A UC Berkeley Medical student, a corpse, and an attempt to “reanimate” the dead with electricity in a rented Emeryville Warehouse. An E’ville urban legend that has never been proven … or disproven.
In a letter to the Emeryville Historical Society, Cal State East Bay Chemistry professor Dr. Richard E. Bozak recently inquired about the existence of such an event. “I recall hearing that in the 1930s or 1940’s, a deranged medical student from U.C. Berkeley tried to replicate the Frankenstein monster myth.”
EHS founding member Donald Hausler exhaustively researched the story in local newspaper archives and other sources, but was not able substantiate it. Hausler noted that the 1931 movie based on the 1818 Mary Shelley novel did apparently inspire similar events. “Tragically, the movie ‘Frankenstein’ inspired unscrupulous scientists to experiment on dead animals and humans in an attempt to duplicate the Frankenstein experiment.”
Despite his inability to produce any recounts of the story, Hausler remains convinced that these experiments did occur and thinks Emeryville at the time would have been a likely location for them. “At this time, because of the economic depression, there were numerous empty warehouses in Emeryville where illegal experiments of this nature could be performed without fear of detection.”

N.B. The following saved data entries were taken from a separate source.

impl CircuitBreaker {
    /// Create a new circuit breaker with the given configuration
    pub fn new(name: impl Into<String>, config: CircuitBreakerConfig) -> Self {
        Self {
            name: Arc::from(name.into()),
            config: Arc::new(config),
            state: Arc::new(Mutex::new(BreakerState::new())),
            events: Arc::new(EventDispatcher::default()),
            is_failure: FailurePredicate::default(),
        }
    }

    /// Create with default configuration
    pub fn with_defaults(name: impl Into<String>) -> Self {
        Self::new(name, CircuitBreakerConfig::default())
    }

    pub fn builder(name: impl Into<String>) -> CircuitBreakerBuilder {
        CircuitBreakerBuilder::new(name)
    }

    pub fn name(&self) -> &str {
        &self.name
    }

    pub fn config(&self) -> &CircuitBreakerConfig {
        &self.config
    }

    /// Register a listener for this breaker's events
    pub fn add_listener(&self, listener: Arc<dyn BreakerListener>) {
        self.events.add_listener(listener);
    }

    /// Run `op` through the breaker.
    ///
    /// While the circuit is open the operation is not invoked and a
    /// CIRCUIT_OPEN error is returned immediately.
    pub async fn execute<F, Fut, T, E>(&self, op: F) -> Result<T, ManagedError>
    where
        F: FnOnce() -> Fut,
        Fut: Future<Output = Result<T, E>>,
        E: Into<BoxError>,
    {
        let permit = self.try_acquire()?;
        self.run(permit, op).await
    }

    /// Run `op` through the breaker, substituting `fallback` while the
    /// circuit is open.
    pub async fn execute_with_fallback<F, Fut, T, E, FB, FBFut>(
        &self,
        op: F,
        fallback: FB,
    ) -> Result<T, ManagedError>
    where
        F: FnOnce() -> Fut,
        Fut: Future<Output = Result<T, E>>,
        E: Into<BoxError>,
        FB: FnOnce() -> FBFut,
        FBFut: Future<Output = T>,
    {
        match self.try_acquire() {
            Ok(permit) => self.run(permit, op).await,
            Err(rejection) => {
                log::debug!(
                    "Circuit breaker '{}' serving fallback: {}",
                    self.name,
                    rejection
                );
                Ok(fallback().await)
            }
        }
    }

    /// Check if the circuit breaker is open (requests should be blocked)
    pub fn is_open(&self) -> bool {
        self.state() == CircuitState::Open
    }

    /// Get the current state, applying a due OPEN → HALF_OPEN transition
    pub fn state(&self) -> CircuitState {
        self.with_state(|this, state, events| {
            this.update_state(state, events);
            state.state
        })
    }

    pub fn failure_count(&self) -> u32 {
        self.state.lock().failure_count
    }

    pub fn success_count(&self) -> u32 {
        self.state.lock().success_count
    }

    /// Time left before an open circuit admits a probe
    pub fn time_until_reset(&self) -> Option<Duration> {
        let state = self.state.lock();
        (state.state == CircuitState::Open).then(|| self.remaining_open_time(&state))
    }

    /// Time of the last state transition
    pub fn last_state_change(&self) -> Instant {
        self.state.lock().last_state_change
    }

    /// Get current metrics
    pub fn metrics(&self) -> CircuitMetrics {
        self.state.lock().metrics.clone()
    }

    pub fn counters(&self) -> BreakerCounters {
        counters(&self.state.lock())
    }

    /// Record a successful operation performed outside [`execute`](Self::execute)
    pub fn record_success(&self) {
        self.with_state(|this, state, events| {
            this.update_state(state, events);
            this.apply_success(state, events);
        })
    }

    /// Record a failed operation performed outside [`execute`](Self::execute)
    pub fn record_failure(&self) {
        self.with_state(|this, state, events| {
            this.update_state(state, events);
            this.apply_failure(state, events);
        })
    }

    /// Open the circuit now and restart the reset window
    pub fn force_open(&self) {
        self.with_state(|this, state, events| {
            if state.state != CircuitState::Open {
                this.transition_to(state, CircuitState::Open, events);
            }
            state.last_failure_time = Some(Instant::now());
        })
    }

    /// Close the circuit now, clearing the failure and success counters
    pub fn force_close(&self) {
        self.with_state(|this, state, events| {
            if state.state != CircuitState::Closed {
                this.transition_to(state, CircuitState::Closed, events);
            }
            state.failure_count = 0;
            state.success_count = 0;
            state.metrics.consecutive_failures = 0;
            state.metrics.consecutive_successes = 0;
        })
    }

    /// Reset the circuit breaker to closed state with all counters cleared
    pub fn reset(&self) {
        self.with_state(|this, state, events| {
            if state.state != CircuitState::Closed {
                this.transition_to(state, CircuitState::Closed, events);
            }
            state.failure_count = 0;
            state.success_count = 0;
            state.last_failure_time = None;
            state.metrics = CircuitMetrics {
                last_state_change: Some(state.last_state_change),
                ..CircuitMetrics::default()
            };
        })
    }

    // Internal methods

    fn with_state<R>(
        &self,
        f: impl FnOnce(&Self, &mut BreakerState, &mut Vec<BreakerEvent>) -> R,
    ) -> R {
        let result = {
            let mut state = self.state.lock();
            let mut events = Vec::new();
            let result = f(self, &mut state, &mut events);
            self.events.enqueue(events);
            result
        };
        self.events.drain();
        result
    }

    fn try_acquire(&self) -> Result<CallPermit<'_>, ManagedError> {
        let admitted = self.with_state(|this, state, events| {
            this.update_state(state, events);
            match state.state {
                CircuitState::Closed => Ok((state.generation, false)),
                CircuitState::HalfOpen
                    if state.half_open_in_flight < this.config.half_open_max_calls.max(1) =>
                {
                    state.half_open_in_flight += 1;
                    Ok((state.generation, true))
                }
                _ => {
                    state.metrics.total_rejected += 1;
                    events.push(this.event(BreakerEventKind::Rejected, state));
                    Err(ManagedError::circuit_open(
                        this.name.as_ref(),
                        state.state.as_str(),
                        state.failure_count,
                        this.remaining_open_time(state),
                    ))
                }
            }
        });

        admitted.map(|(generation, probe)| CallPermit {
            breaker: self,
            generation,
            probe,
            settled: false,
        })
    }

    async fn run<F, Fut, T, E>(&self, permit: CallPermit<'_>, op: F) -> Result<T, ManagedError>
    where
        F: FnOnce() -> Fut,
        Fut: Future<Output = Result<T, E>>,
        E: Into<BoxError>,
    {
        match op().await {
            Ok(value) => {
                self.settle(permit, true);
                Ok(value)
            }
            Err(error) => {
                let error = wrap(error, ErrorContext::new().with("circuit", self.name.as_ref()));
                self.settle(permit, !self.is_failure.is_failure(&error));
                Err(error)
            }
        }
    }

    fn settle(&self, mut permit: CallPermit<'_>, success: bool) {
        permit.settled = true;
        self.with_state(|this, state, events| {
            if permit.probe {
                release_probe(state, permit.generation);
            }
            if state.generation != permit.generation {
                // Admitted under a previous state; only the totals move.
                record_totals(state, success);
                return;
            }
            if success {
                this.apply_success(state, events);
            } else {
                this.apply_failure(state, events);
            }
        })
    }

    fn apply_success(&self, state: &mut BreakerState, events: &mut Vec<BreakerEvent>) {
        record_totals(state, true);
        state.metrics.consecutive_successes += 1;
        state.metrics.consecutive_failures = 0;

        match state.state {
            CircuitState::HalfOpen => {
                state.success_count += 1;
                events.push(self.event(BreakerEventKind::Success, state));
                if state.success_count >= self.config.success_threshold {
                    self.transition_to(state, CircuitState::Closed, events);
                }
            }
            CircuitState::Closed => {
                state.failure_count = 0;
                events.push(self.event(BreakerEventKind::Success, state));
            }
            CircuitState::Open => {
                // Late result of a call admitted before the circuit opened
            }
        }
    }

    fn apply_failure(&self, state: &mut BreakerState, events: &mut Vec<BreakerEvent>) {
        record_totals(state, false);
        state.metrics.consecutive_failures += 1;
        state.metrics.consecutive_successes = 0;

        match state.state {
            CircuitState::Closed => {
                state.failure_count += 1;
                state.last_failure_time = Some(Instant::now());
                events.push(self.event(BreakerEventKind::Failure, state));
                if state.failure_count >= self.config.failure_threshold {
                    self.transition_to(state, CircuitState::Open, events);
                }
            }
            CircuitState::HalfOpen => {
                state.failure_count += 1;
                state.last_failure_time = Some(Instant::now());
                events.push(self.event(BreakerEventKind::Failure, state));
                self.transition_to(state, CircuitState::Open, events);
            }
            CircuitState::Open => {
                // Already open, no action needed
            }
        }
    }

    fn update_state(&self, state: &mut BreakerState, events: &mut Vec<BreakerEvent>) {
        if state.state == CircuitState::Open && self.remaining_open_time(state).is_zero() {
            self.transition_to(state, CircuitState::HalfOpen, events);
        }
    }

    fn remaining_open_time(&self, state: &BreakerState) -> Duration {
        let opened_at = state.last_failure_time.unwrap_or(state.last_state_change);
        self.config.reset_timeout.saturating_sub(opened_at.elapsed())
    }

    fn transition_to(
        &self,
        state: &mut BreakerState,
        new_state: CircuitState,
        events: &mut Vec<BreakerEvent>,
    ) {
        let now = Instant::now();
        let previous = state.state;
        state.state = new_state;
        state.generation += 1;
        state.half_open_in_flight = 0;
        state.success_count = 0;
        state.last_state_change = now;
        state.metrics.last_state_change = Some(now);

        let kind = match new_state {
            CircuitState::Open => {
                log::warn!(
                    "Circuit breaker '{}' opened after {} failures (was {})",
                    self.name,
                    state.failure_count,
                    previous
                );
                BreakerEventKind::Open
            }
            CircuitState::HalfOpen => {
                log::info!("Circuit breaker '{}' transitioned to half-open state", self.name);
                BreakerEventKind::HalfOpen
            }
            CircuitState::Closed => {
                state.failure_count = 0;
                state.metrics.consecutive_failures = 0;
                state.metrics.consecutive_successes = 0;
                log::info!("Circuit breaker '{}' closed after successful recovery", self.name);
                BreakerEventKind::Close
            }
        };

        events.push(self.event(kind, state));
    }

    fn event(&self, kind: BreakerEventKind, state: &BreakerState) -> BreakerEvent {
        BreakerEvent::new(kind, self.name.as_ref(), counters(state))
    }
}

Hausler also thinks Emeryville would be a likely location for such an event because of its proximity to Mountain View Cemetery in Oakland. “Mountain View Cemetery was a likely source of dead bodies, easily purloined from the many crypts and graves. The Mountain View Cemetery is host to its own mysteries including being the burial site of the gruesome and still unsolved 1947 Black Dahlia murder.

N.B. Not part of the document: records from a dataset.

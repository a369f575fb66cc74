//! Per-resource resilience settings

use serde::{Deserialize, Serialize};
use std::time::Duration;

use crate::circuit_breaker::CircuitBreakerConfig;
use crate::executor::ResilientExecutor;
use crate::registry::BreakerRegistry;
use crate::retry::RetryPolicy;

/// Everything needed to protect calls to one resource
#[derive(Debug, Clone, Default, Serialize, Deserialize)]
#[serde(default)]
pub struct ResilienceSettings {
    pub circuit_breaker: CircuitBreakerConfig,
    pub retry: RetryPolicy,
}

impl ResilienceSettings {
    pub fn new(circuit_breaker: CircuitBreakerConfig, retry: RetryPolicy) -> Self {
        Self {
            circuit_breaker,
            retry,
        }
    }

    /// Per-attempt timeout, if any
    pub fn timeout(&self) -> Option<Duration> {
        self.retry.timeout
    }

    /// Build an executor for `name`, sharing its breaker through `registry`
    pub fn executor(&self, name: &str, registry: &BreakerRegistry) -> ResilientExecutor {
        ResilientExecutor::from_settings(name, self, registry)
    }
}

“Grave robbery and the dismemberment of disinterred bodies is a criminal act according to state laws” said Hausler adding his own thoughts on such a despicable act. “The violation of the dead should never be tolerated in the pursuit of science.”

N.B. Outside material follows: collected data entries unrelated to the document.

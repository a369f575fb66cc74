//! Managed error record and the closed error taxonomy

use chrono::{DateTime, Utc};
use serde::{Deserialize, Serialize};
use serde_json::Value as JsonValue;
use std::collections::HashMap;
use std::error::Error as StdError;
use std::fmt;
use std::sync::Arc;
use std::time::Duration;
use thiserror::Error;

use crate::classify::ErrorContext;
use crate::severity::Severity;

/// Boxed raw error accepted by every wrapping entry point
pub type BoxError = Box<dyn StdError + Send + Sync + 'static>;

/// Result type alias for Bulwark
pub type Result<T> = std::result::Result<T, ManagedError>;

type Cause = Arc<dyn StdError + Send + Sync + 'static>;

/// Closed error taxonomy
#[derive(Debug, Clone, Copy, PartialEq, Eq, Hash, Serialize, Deserialize)]
#[serde(rename_all = "SCREAMING_SNAKE_CASE")]
pub enum ErrorKind {
    /// Input or data failed validation
    Validation,
    /// Missing or inconsistent configuration
    Configuration,
    /// An operation did not finish within its time budget
    Timeout,
    /// A circuit breaker refused to run the operation
    CircuitOpen,
    /// Connectivity or transport failure
    Network,
    /// Fatal failure of the process or its environment
    System,
    /// A referenced resource does not exist
    NotFound,
    /// Anything the classification table could not place
    Unknown,
}

impl ErrorKind {
    pub const ALL: [ErrorKind; 8] = [
        ErrorKind::Validation,
        ErrorKind::Configuration,
        ErrorKind::Timeout,
        ErrorKind::CircuitOpen,
        ErrorKind::Network,
        ErrorKind::System,
        ErrorKind::NotFound,
        ErrorKind::Unknown,
    ];

    /// Severity assigned when the caller does not override it
    pub fn default_severity(&self) -> Severity {
        match self {
            ErrorKind::Validation => Severity::Warning,
            ErrorKind::Configuration => Severity::Error,
            ErrorKind::Timeout => Severity::Warning,
            ErrorKind::CircuitOpen => Severity::Warning,
            ErrorKind::Network => Severity::Error,
            ErrorKind::System => Severity::Critical,
            ErrorKind::NotFound => Severity::Warning,
            ErrorKind::Unknown => Severity::Error,
        }
    }

    /// Whether errors of this kind are retryable unless overridden
    pub fn is_retryable(&self) -> bool {
        matches!(
            self,
            ErrorKind::Timeout | ErrorKind::Network | ErrorKind::Unknown
        )
    }

    /// Machine-readable code used in error records
    pub fn error_code(&self) -> &'static str {
        match self {
            ErrorKind::Validation => "VALIDATION_ERROR",
            ErrorKind::Configuration => "CONFIG_ERROR",
            ErrorKind::Timeout => "TIMEOUT",
            ErrorKind::CircuitOpen => "CIRCUIT_OPEN",
            ErrorKind::Network => "NETWORK_ERROR",
            ErrorKind::System => "SYSTEM_ERROR",
            ErrorKind::NotFound => "NOT_FOUND",
            ErrorKind::Unknown => "UNKNOWN_ERROR",
        }
    }

    pub fn as_str(&self) -> &'static str {
        match self {
            ErrorKind::Validation => "validation",
            ErrorKind::Configuration => "configuration",
            ErrorKind::Timeout => "timeout",
            ErrorKind::CircuitOpen => "circuit_open",
            ErrorKind::Network => "network",
            ErrorKind::System => "system",
            ErrorKind::NotFound => "not_found",
            ErrorKind::Unknown => "unknown",
        }
    }
}

impl fmt::Display for ErrorKind {
    fn fmt(&self, f: &mut fmt::Formatter<'_>) -> fmt::Result {
        f.write_str(self.as_str())
    }
}

/// A classified failure.
///
/// Every layer of the resilience stack reports failures as a `ManagedError`.
/// The record is immutable once built except for [`merge_context`], which
/// adds or overwrites keys but never removes one. The optional cause is an owned link to the error that
/// produced this one, so the full chain stays available through
/// [`std::error::Error::source`]. [`chain`] walks the same links with each
/// cause exposed as its concrete type, ready for downcasting.
///
/// [`merge_context`]: ManagedError::merge_context
/// [`chain`]: ManagedError::chain
#[derive(Debug, Clone, Error)]
#[error("[{}] {message}", display_code(.code, .kind))]
pub struct ManagedError {
    kind: ErrorKind,
    message: String,
    code: Option<String>,
    severity: Severity,
    component: Option<String>,
    context: HashMap<String, JsonValue>,
    timestamp: DateTime<Utc>,
    retryable: bool,
    synthesized: bool,
    #[source]
    cause: Option<Cause>,
}

impl ManagedError {
    pub fn new(kind: ErrorKind, message: impl Into<String>) -> Self {
        Self {
            kind,
            message: message.into(),
            code: None,
            severity: kind.default_severity(),
            component: None,
            context: HashMap::new(),
            timestamp: Utc::now(),
            retryable: kind.is_retryable(),
            synthesized: false,
            cause: None,
        }
    }

    pub fn validation(message: impl Into<String>) -> Self {
        Self::new(ErrorKind::Validation, message)
    }

    pub fn configuration(message: impl Into<String>) -> Self {
        Self::new(ErrorKind::Configuration, message)
    }

    pub fn network(message: impl Into<String>) -> Self {
        Self::new(ErrorKind::Network, message)
    }

    pub fn not_found(message: impl Into<String>) -> Self {
        Self::new(ErrorKind::NotFound, message)
    }

    pub fn system(message: impl Into<String>) -> Self {
        Self::new(ErrorKind::System, message)
    }

    pub fn unknown(message: impl Into<String>) -> Self {
        Self::new(ErrorKind::Unknown, message)
    }

    /// Timeout raised by a timeout guard rather than by the operation itself.
    ///
    /// The guard is cooperative, which is recorded in the `cooperative`
    /// context key: the operation may still be running when this is returned.
    pub fn timeout(operation_name: impl Into<String>, limit: Duration) -> Self {
        let operation_name = operation_name.into();
        let timeout_ms = saturating_millis(limit);
        let mut error = Self::new(
            ErrorKind::Timeout,
            format!("{} timed out after {}ms", operation_name, timeout_ms),
        )
        .with_context("timeout_ms", timeout_ms)
        .with_context("operation_name", &operation_name)
        .with_context("cooperative", true);
        error.synthesized = true;
        error
    }

    /// Rejection raised by an open circuit breaker; the operation never ran.
    pub fn circuit_open(
        circuit: impl Into<String>,
        state: &str,
        failure_count: u32,
        time_until_reset: Duration,
    ) -> Self {
        let circuit = circuit.into();
        let remaining_ms = saturating_millis(time_until_reset);
        let mut error = Self::new(
            ErrorKind::CircuitOpen,
            format!(
                "circuit breaker '{}' is {}; next probe allowed in {}ms",
                circuit, state, remaining_ms
            ),
        )
        .with_context("circuit", &circuit)
        .with_context("state", state)
        .with_context("failure_count", failure_count)
        .with_context("time_until_reset_ms", remaining_ms);
        error.synthesized = true;
        error
    }

    pub fn with_code(mut self, code: impl Into<String>) -> Self {
        self.code = Some(code.into());
        self
    }

    /// Override the severity. SYSTEM errors always stay CRITICAL.
    pub fn with_severity(mut self, severity: Severity) -> Self {
        if self.kind != ErrorKind::System {
            self.severity = severity;
        }
        self
    }

    pub fn with_component(mut self, component: impl Into<String>) -> Self {
        self.component = Some(component.into());
        self
    }

    /// Set a context value, replacing any previous value under `key`
    pub fn with_context(mut self, key: impl Into<String>, value: impl Serialize) -> Self {
        if let Ok(json_value) = serde_json::to_value(value) {
            self.context.insert(key.into(), json_value);
        }
        self
    }

    pub fn with_cause(mut self, cause: impl Into<BoxError>) -> Self {
        self.cause = Some(Arc::from(cause.into()));
        self
    }

    pub(crate) fn with_shared_cause(mut self, cause: Cause) -> Self {
        self.cause = Some(cause);
        self
    }

    pub fn with_retryable(mut self, retryable: bool) -> Self {
        self.retryable = retryable;
        self
    }

    /// Fold additional context into this error.
    ///
    /// Incoming keys are added or overwrite the current value. The component
    /// is only filled in when missing.
    pub fn merge_context(&mut self, context: ErrorContext) {
        let (component, fields) = context.into_parts();
        self.context.extend(fields);
        if self.component.is_none() {
            self.component = component;
        }
    }

    pub fn kind(&self) -> ErrorKind {
        self.kind
    }

    pub fn message(&self) -> &str {
        &self.message
    }

    /// Explicit code if one was set, otherwise the code of the kind
    pub fn code(&self) -> &str {
        self.code.as_deref().unwrap_or_else(|| self.kind.error_code())
    }

    pub fn severity(&self) -> Severity {
        self.severity
    }

    pub fn component(&self) -> Option<&str> {
        self.component.as_deref()
    }

    pub fn context(&self) -> &HashMap<String, JsonValue> {
        &self.context
    }

    pub fn context_value(&self, key: &str) -> Option<&JsonValue> {
        self.context.get(key)
    }

    pub fn timestamp(&self) -> DateTime<Utc> {
        self.timestamp
    }

    pub fn is_retryable(&self) -> bool {
        self.retryable
    }

    /// Whether the resilience layer produced this error itself
    pub fn is_synthesized(&self) -> bool {
        self.synthesized
    }

    /// True when the operation was never invoked (open circuit)
    pub fn did_not_execute(&self) -> bool {
        self.synthesized && self.kind == ErrorKind::CircuitOpen
    }

    pub fn timeout_ms(&self) -> Option<u64> {
        self.context_value("timeout_ms").and_then(JsonValue::as_u64)
    }

    pub fn operation_name(&self) -> Option<&str> {
        self.context_value("operation_name").and_then(JsonValue::as_str)
    }

    pub fn failure_count(&self) -> Option<u32> {
        self.context_value("failure_count")
            .and_then(JsonValue::as_u64)
            .map(|count| count as u32)
    }

    pub fn time_until_reset(&self) -> Option<Duration> {
        self.context_value("time_until_reset_ms")
            .and_then(JsonValue::as_u64)
            .map(Duration::from_millis)
    }

    /// Direct cause of this error
    pub fn cause(&self) -> Option<&(dyn StdError + 'static)> {
        self.cause
            .as_deref()
            .map(|cause| cause as &(dyn StdError + 'static))
    }

    /// Iterate over the cause chain, nearest cause first
    pub fn chain(&self) -> impl Iterator<Item = &(dyn StdError + 'static)> {
        std::iter::successors(self.cause(), |&error| error.source())
    }

    /// Deepest error in the cause chain
    pub fn root_cause(&self) -> Option<&(dyn StdError + 'static)> {
        self.chain().last()
    }

    /// Structured record for external logging
    pub fn to_record(&self) -> ErrorRecord {
        ErrorRecord {
            kind: self.kind,
            message: self.message.clone(),
            code: self.code().to_string(),
            severity: self.severity,
            component: self.component.clone(),
            context: self.context.clone(),
            timestamp: self.timestamp,
            retryable: self.retryable,
            cause: self.cause().map(|cause| Box::new(CauseRecord::from_error(cause))),
        }
    }
}

fn display_code<'a>(code: &'a Option<String>, kind: &ErrorKind) -> &'a str {
    code.as_deref().unwrap_or_else(|| kind.error_code())
}

/// Whole milliseconds in `duration`, saturating at `u64::MAX`
fn saturating_millis(duration: Duration) -> u64 {
    u64::try_from(duration.as_millis()).unwrap_or(u64::MAX)
}

/// Serializable view of a [`ManagedError`]
#[derive(Debug, Clone, PartialEq, Serialize, Deserialize)]
pub struct ErrorRecord {
    pub kind: ErrorKind,
    pub message: String,
    pub code: String,
    pub severity: Severity,
    #[serde(skip_serializing_if = "Option::is_none")]
    pub component: Option<String>,
    #[serde(default, skip_serializing_if = "HashMap::is_empty")]
    pub context: HashMap<String, JsonValue>,
    pub timestamp: DateTime<Utc>,
    pub retryable: bool,
    #[serde(default, skip_serializing_if = "Option::is_none")]
    pub cause: Option<Box<CauseRecord>>,
}

/// Cause entry of an [`ErrorRecord`]
#[derive(Debug, Clone, PartialEq, Serialize, Deserialize)]
#[serde(untagged)]
pub enum CauseRecord {
    Managed(Box<ErrorRecord>),
    Raw {
        message: String,
        #[serde(default, skip_serializing_if = "Option::is_none")]
        cause: Option<Box<CauseRecord>>,
    },
}

impl CauseRecord {
    fn from_error(error: &(dyn StdError + 'static)) -> Self {
        match error.downcast_ref::<ManagedError>() {
            Some(managed) => CauseRecord::Managed(Box::new(managed.to_record())),
            None => CauseRecord::Raw {
                message: error.to_string(),
                cause: error
                    .source()
                    .map(|source| Box::new(CauseRecord::from_error(source))),
            },
        }
    }
}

The original Frankenstein story was allegedly inspired by a 1803 true story of an attempt to reanimate an executed criminal. While blasphemous by today’s scientific standards, electricity was still considered mysterious and possibly supernatural at the dawn of the 19th century. Shelley’s tale is said to be a cautionary story of the dangers of scientific experimentation and man’s attempt to “play god”.
Hausler hasn’t given up on finding an archive that might shed some light on this mystery, but until then, this story will persist as nothing more than a legend.